# [INSTRUCTIONS FOR THE TASK]
If a line in the entries includes "invoke", show that line.

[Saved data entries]
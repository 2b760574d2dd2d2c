// NOTE: Adapted from cortex-m/build.rs
use std::env;

//extern crate vergen;
//use vergen::{generate_cargo_keys, ConstantsFlags};

fn main() {
    let target = env::var("TARGET").unwrap();

    let target_os = target.split('-').nth(2).unwrap_or("none");

    // If we're not running on a desktop-class operating system, emit the "baremetal"
    // config setting. This will enable software to do tasks such as
    // managing memory.
    if target_os == "none" {
        println!("cargo:rustc-cfg=baremetal");
    }

    //generate_cargo_keys(
    //    ConstantsFlags::SHA, /*| ConstantsFlags::BUILD_TIMESTAMP*/
    //)
    //.unwrap();

    // BUILD_TIMESTAMP doesn't work -- it doesn't update because of the below line
    // removing the below line causes a lengthy full-rebuild just to capture a timestamp.
    // so, we're removing the timestamp.
    println!("cargo:rerun-if-changed=build.rs");
}
use xous::MessageEnvelope;

use crate::CmdEnv;

#[derive(Debug)]
#[allow(dead_code)] // until we implement history processing...
pub(crate) struct History {
    // the history record
    pub text: String,
    // if true, this was input from the user; if false, it's a response from the shell
    pub is_input: bool,
}

pub const HISTORY_DEPTH: usize = 10;
pub(crate) struct Repl {
    // optional structures that indicate new input to the Repl loop per iteration
    // an input string
    input: Option<String>,
    // messages from other servers
    msg: Option<MessageEnvelope>,

    // record our input history
    history: Vec<History>,
    history_len: usize,

    // command environment
    env: CmdEnv,
}
impl Repl {
    pub(crate) fn new(xns: &xous_names::XousNames) -> Self {
        Repl {
            input: None,
            msg: None,
            history: Vec::new(),
            history_len: HISTORY_DEPTH,
            env: CmdEnv::new(xns),
        }
    }

    /// accept a new input string
    pub(crate) fn input(&mut self, line: &str) -> Result<(), xous::Error> {
        self.input = Some(String::from(line));

        Ok(())
    }

    pub(crate) fn msg(&mut self, message: MessageEnvelope) { self.msg = Some(message); }

    pub(crate) fn circular_push(&mut self, item: History) {
        if self.history.len() >= self.history_len {
            self.history.remove(0);
        }
        self.history.push(item);
    }

    // An index of -1 gives the most recent command.
    // -2 would give the second most recent command
    pub(crate) fn get_history(&mut self, index: isize) -> &str {
        &self.history
            [(self.history.len() as isize + index).max(0).min(self.history.len() as isize - 1) as usize]
            .text
    }

    /// update the loop, in response to various inputs
    pub(crate) fn update(&mut self, _was_callback: bool, _init_done: bool) -> Result<(), xous::Error> {
        // if we had an input string, do something
        if let Some(local) = &self.input {
            let input_history = History { text: local.to_string(), is_input: true };
            self.circular_push(input_history);
        }

        // AT THIS POINT: if we have other inputs, update accordingly
        // other inputs might be, for example, events that came in from other servers that would
        // side effect our commands
        // take the input and pass it on to the various command parsers, and attach result
        if let Some(local) = &mut self.input {
            println!("[console] {}", local);
            if let Some(res) = self.env.dispatch(Some(local), None).expect("command dispatch failed") {
                println!("{}", res);
            }
        } else if let Some(msg) = &self.msg {
            log::trace!("processing callback msg: {:?}", msg);
            if let Some(res) = self.env.dispatch(None, Some(msg)).expect("callback failed") {
                println!("{}", res);
            }
        }

        // clear all the inputs to the loop, so we don't process them twice
        self.input = None;
        self.msg = None;

        Ok(())
    }
}
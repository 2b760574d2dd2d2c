// SPDX-FileCopyrightText: 2020 Sean Cross <sean@xobs.io>
// SPDX-License-Identifier: Apache-2.0

use riscv::register::{sepc, sstatus};

use crate::services::Thread;

extern "C" {
    fn _xous_resume_context(regs: *const usize) -> !;
}

pub fn invoke(thread: &mut Thread, supervisor: bool, pc: usize, sp: usize, ret_addr: usize, args: &[usize]) {
    set_supervisor(supervisor);
    thread.registers[0] = ret_addr;
    thread.registers[1] = sp;
    assert!(args.len() <= 8, "too many arguments to invoke()");
    for (idx, arg) in args.iter().enumerate() {
        thread.registers[9 + idx] = *arg;
    }
    thread.sepc = pc;
}

fn set_supervisor(supervisor: bool) {
    if supervisor {
        unsafe { sstatus::set_spp(sstatus::SPP::Supervisor) };
    } else {
        unsafe { sstatus::set_spp(sstatus::SPP::User) };
    }
}

pub fn resume(supervisor: bool, thread: &Thread) -> ! {
    sepc::write(thread.sepc);

    // Return to the appropriate CPU mode
    set_supervisor(supervisor);
    #[cfg(feature = "debug-print")]
    println!(
        "Switching to PID {}, SP: {:08x}, PC: {:08x}",
        crate::arch::current_pid(),
        thread.registers[1],
        thread.sepc,
    );
    unsafe { _xous_resume_context(thread.registers.as_ptr()) };
}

# [RESPONSE BELOW]
pub fn invoke(thread: &mut Thread, supervisor: bool, pc: usize, sp: usize, ret_addr: usize, args: &[usize]) {
    assert!(args.len() <= 8, "too many arguments to invoke()");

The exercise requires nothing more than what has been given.